Russia also generates massive amounts of minerals such as potash and phosphate, which are important elements in fertilizers that help plants and crops thrive.

“Fertilisers provide food to half of the world’s population… and if they are withdrawn from the field for particular crops, [the production] would drop by half,” Mr Holsether added.

“For me, the question isn’t if we’ll enter a global food crisis; it’s how big the crisis will be.”

After a rocket damaged Yara’s office in Kyiv, his firm has already been impacted by the violence. The 11 members of the staff were uninjured.

The sanctions on Russia haven’t directly impacted the Norwegian firm, but it is dealing with the consequences. Due to the shipping industry’s upheaval, securing supplies has grown increasingly challenging.

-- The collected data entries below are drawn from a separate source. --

impl<D: SpectrometerDriver> AcquisitionController<D> {
    pub fn new(driver: D, settings: AcquisitionSettings, quirks: QuirkTable) -> Self {
        Self {
            driver,
            settings,
            quirks,
            state: ControllerState::Configured,
            channels: Vec::new(),
            integration_times: Vec::new(),
            iterations_completed: 0,
            last_iteration_timestamp: None,
            visualizer: Box::new(NullVisualizer),
            plot_script: None,
        }
    }

    pub fn with_visualizer(mut self, visualizer: Box<dyn Visualizer>) -> Self {
        self.visualizer = visualizer;
        self
    }

    /// Program started once at teardown.
    pub fn with_plot_script(mut self, plot_script: Option<PlotScript>) -> Self {
        self.plot_script = plot_script;
        self
    }

    pub fn state(&self) -> ControllerState {
        self.state
    }

    pub fn settings(&self) -> &AcquisitionSettings {
        &self.settings
    }

    pub fn channels(&self) -> &[Channel] {
        &self.channels
    }

    pub fn integration_times(&self) -> &[u64] {
        &self.integration_times
    }

    pub fn iterations_completed(&self) -> u64 {
        self.iterations_completed
    }

    pub fn last_iteration_timestamp(&self) -> Option<&str> {
        self.last_iteration_timestamp.as_deref()
    }

    pub fn driver(&self) -> &D {
        &self.driver
    }

    /// Mutable access to a channel, e.g. to load baselines captured earlier.
    pub fn channel_mut(&mut self, position: usize) -> Option<&mut Channel> {
        self.channels.get_mut(position)
    }

    fn say(&self, message: impl fmt::Display) {
        if !self.settings.silent {
            println!("{}", message);
        }
    }

    fn require(
        &self,
        operation: &'static str,
        allowed: &[ControllerState],
    ) -> AcquisitionResult<()> {
        if allowed.contains(&self.state) {
            Ok(())
        } else {
            Err(AcquisitionError::InvalidState {
                operation,
                state: self.state.name(),
            })
        }
    }

    /// Open and configure every reachable device.
    pub fn setup(&mut self) -> AcquisitionResult<()> {
        self.require("setup", &[ControllerState::Configured])?;
        self.state = ControllerState::Discovering;

        for index in 0..self.settings.max_devices {
            match self.driver.open(index) {
                Ok(()) => {
                    debug!("Opened device {}", index);
                    self.channels.push(Channel::new(index));
                }
                Err(err) => {
                    if index == 0 {
                        error!("Opening device 0 failed: {}", err);
                    } else {
                        debug!("Device probe stopped at index {}: {}", index, err);
                    }
                    break;
                }
            }
        }
        if self.channels.is_empty() {
            return Err(AcquisitionError::NoDevices);
        }
        info!("{} device(s) opened", self.channels.len());

        for channel in &mut self.channels {
            let identity = channel.identity(&mut self.driver);
            let pixels = channel.discover_pixel_count(&mut self.driver, &self.quirks)?;
            if !self.settings.silent {
                println!(
                    "Device {}: {}, {} pixels",
                    channel.index(),
                    identity,
                    pixels
                );
            }
        }

        self.integration_times =
            parse_integration_times(&self.settings.integration_time, self.channels.len())?;
        for (channel, &micros) in self.channels.iter().zip(&self.integration_times) {
            channel.apply_integration_time(&mut self.driver, micros)?;
            channel.apply_trigger_mode(&mut self.driver, self.settings.trigger_mode)?;
            debug!(
                "Device {}: integration time {} us, trigger mode {}",
                channel.index(),
                micros,
                self.settings.trigger_mode
            );
        }

        for channel in &mut self.channels {
            let wavelengths = channel.discover_wavelengths(&mut self.driver)?;
            if let (Some(first), Some(last)) = (wavelengths.first(), wavelengths.last()) {
                let summary = match wavelengths.get(1) {
                    Some(second) if wavelengths.len() > 2 => {
                        format!("{:.2} nm, {:.2} nm ... {:.2} nm", first, second, last)
                    }
                    _ => format!("{:.2} nm ... {:.2} nm", first, last),
                };
                if !self.settings.silent {
                    println!("Device {}: wavelengths {}", channel.index(), summary);
                }
            }
        }
        Ok(())
    }

    /// Capture reference and background spectra, each after confirmation.
    pub fn calibrate(&mut self, prompt: &mut dyn OperatorPrompt) -> AcquisitionResult<()> {
        self.require("calibrate", &[ControllerState::Discovering])?;

        for (kind, step, state) in [
            (
                BaselineKind::Reference,
                CalibrationStep::Reference,
                ControllerState::CalibratingReference,
            ),
            (
                BaselineKind::Background,
                CalibrationStep::Background,
                ControllerState::CalibratingBackground,
            ),
        ] {
            self.state = state;
            prompt.confirm(step)?;
            info!("Capturing {} spectra", kind);

            for channel in &mut self.channels {
                channel.acquire(
                    &mut self.driver,
                    &self.quirks,
                    self.settings.scans_to_average,
                    self.settings.boxcar_width,
                )?;
                channel.capture_baseline(kind)?;
                let path = self.settings.artifacts.baseline(kind, channel.index());
                channel.persist_baseline(kind, &path)?;

                if let Some(baseline) = channel.baseline(kind) {
                    let label = format!("Device {} {} spectrum", channel.index(), kind);
                    let series = [Series::new(channel.wavelengths(), baseline)];
                    if let Err(err) = self.visualizer.render(&label, &series, None) {
                        warn!("Could not display {}: {}", label, err);
                    }
                }
            }
        }

        prompt.confirm(CalibrationStep::FillCell)
    }

    /// One acquisition over every channel. Returns the iteration timestamp.
    pub fn acquire_iteration(&mut self) -> AcquisitionResult<String> {
        self.require("acquire_iteration", &[ControllerState::Acquiring])?;

        let now = Local::now();
        let timestamp = storage::timestamp_label(&now);
        self.last_iteration_timestamp = Some(timestamp.clone());

        if !self.settings.silent {
            let indices: Vec<String> = self
                .channels
                .iter()
                .map(|channel| channel.index().to_string())
                .collect();
            println!(
                "Iteration {}/{} at {}: devices {}",
                self.iterations_completed + 1,
                self.settings.iterations,
                now.format("%H:%M:%S"),
                indices.join(", ")
            );
        }

        for channel in &mut self.channels {
            channel.acquire(
                &mut self.driver,
                &self.quirks,
                self.settings.scans_to_average,
                self.settings.boxcar_width,
            )?;
            let path = self.settings.artifacts.spectrum(&timestamp, channel.index());
            channel.persist_spectrum(&path)?;

            if !channel.has_reference() {
                continue;
            }
            match channel.compute_transmission() {
                Ok(_) => {}
                Err(err @ AcquisitionError::MissingBaseline { .. }) => {
                    warn!("{}", err);
                    continue;
                }
                Err(err) => return Err(err),
            }
            let path = self
                .settings
                .artifacts
                .transmission(&timestamp, channel.index());
            channel.persist_transmission(&path)?;

            if let Some(transmission) = channel.transmission() {
                let label = format!("Device {} transmission", channel.index());
                let series = [Series::new(channel.wavelengths(), transmission)];
                let rendered = self
                    .visualizer
                    .render(&label, &series, Some(TRANSMISSION_BOUNDS));
                if let Err(err) = rendered {
                    warn!("Could not display {}: {}", label, err);
                }
            }
        }

        self.iterations_completed += 1;
        Ok(timestamp)
    }

    /// Run the acquisition loop until the iteration count is exhausted.
    ///
    /// Every iteration, the last one included, is followed by the post-scan
    /// sleep.
    pub fn run_loop(&mut self) -> AcquisitionResult<()> {
        self.require(
            "run_loop",
            &[
                ControllerState::Discovering,
                ControllerState::CalibratingBackground,
            ],
        )?;
        self.state = ControllerState::Acquiring;

        let pacing = Pacing::from_seconds(self.settings.post_scan_sleep);
        debug!("Pacing between iterations: {:?}", pacing);
        while !self.settings.iterations.is_exhausted(self.iterations_completed) {
            self.acquire_iteration()?;
            thread::sleep(pacing.duration());
        }
        Ok(())
    }

    /// Close every opened device and start the plot program.
    ///
    /// Close failures do not stop the remaining devices from being closed;
    /// they are logged and returned. Calling it again does nothing.
    pub fn teardown(&mut self) -> Vec<AcquisitionError> {
        if self.state == ControllerState::Closed {
            return Vec::new();
        }
        self.state = ControllerState::Closed;

        let mut errors = Vec::new();
        for channel in &self.channels {
            if let Err(err) = self.driver.close(channel.index()) {
                let err =
                    AcquisitionError::driver("close_spectrometer", channel.index(), err);
                error!("{}", err);
                errors.push(err);
            }
        }

        if let (Some(plot), Some(timestamp)) =
            (&self.plot_script, &self.last_iteration_timestamp)
        {
            let artifacts = &self.settings.artifacts;
            if let Err(err) = plot.run(artifacts.directory(), artifacts.identifier(), timestamp) {
                warn!("Plotting failed: {:#}", err);
            }
        }
        errors
    }

    /// Setup, optional calibration and acquisition loop, then teardown.
    ///
    /// Teardown runs whatever the outcome of the earlier phases.
    pub fn run(&mut self, prompt: &mut dyn OperatorPrompt) -> AcquisitionResult<RunReport> {
        let outcome = self.run_phases(prompt);
        let close_errors = self.teardown();
        outcome?;

        Ok(RunReport {
            iterations_completed: self.iterations_completed,
            channels: self.channels.len(),
            last_iteration_timestamp: self.last_iteration_timestamp.clone(),
            close_errors,
        })
    }

    fn run_phases(&mut self, prompt: &mut dyn OperatorPrompt) -> AcquisitionResult<()> {
        self.setup()?;
        if self.settings.calibrate {
            self.say("Calibration");
            self.calibrate(prompt)?;
        }
        self.run_loop()
    }
}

The Russian government encouraged its manufacturers to suspend fertiliser exports just hours after Mr Holsether talked to reporters.

He pointed out that Russia supplies around a quarter of the critical nutrients required in European food production.

“At the same time, we’re doing everything we can right now to obtain extra resources. However, due to the tight deadlines, it is constrained “Before the news broke, he stated.

Farmers would face greater expenses and reduced agricultural yields as a result of the decision, according to analysts. Food prices might rise much more as a result of this.

Nutrients aren’t the only thing to think about.

The production of ammonia, a fundamental element in nitrogen fertilizers, necessitates a large volume of natural gas. For its European factories, Yara International relies on large amounts of Russian gas.

Due to a surge in wholesale gas prices last year, it was obliged to temporarily halt output of nearly 40% of its capacity in Europe. Other manufacturers have likewise reduced their output.

When this was combined with increasing shipping charges, sanctions against Belarus (another key potash supplier), and unusual weather, fertiliser prices skyrocketed last year, leading to a spike in food prices.

The firm says it is evaluating how to sustain supplies on a day-to-day basis and that it is too early to determine whether further shutdowns are in the works.

It agrees that it has a “very strong commitment” to keep production going at a “critical time.”

However, Yara’s chairman believes that the world’s reliance on Russia for global food supply must be reduced in the long run.

“On the one side, we’re attempting to maintain fertiliser supply to farmers in order to maintain agricultural production.

“At the same time… a forceful reaction is required.” We oppose Russia’s military invasion of Ukraine, therefore we’re in a pickle, and it’s a difficult one.”

Before the epidemic, climate change and rising populations had already added to the issues facing the global food supply system.

The battle, according to the CEO of Yara International, is “a tragedy on top of a catastrophe,” illustrating how sensitive the global food supply system is now to shocks.

He goes on to say that it will exacerbate food insecurity in impoverished nations.

“We must keep in mind that there has been an increase of 100 million people going to bed hungry in the previous two years… so adding this on top of it is really concerning.”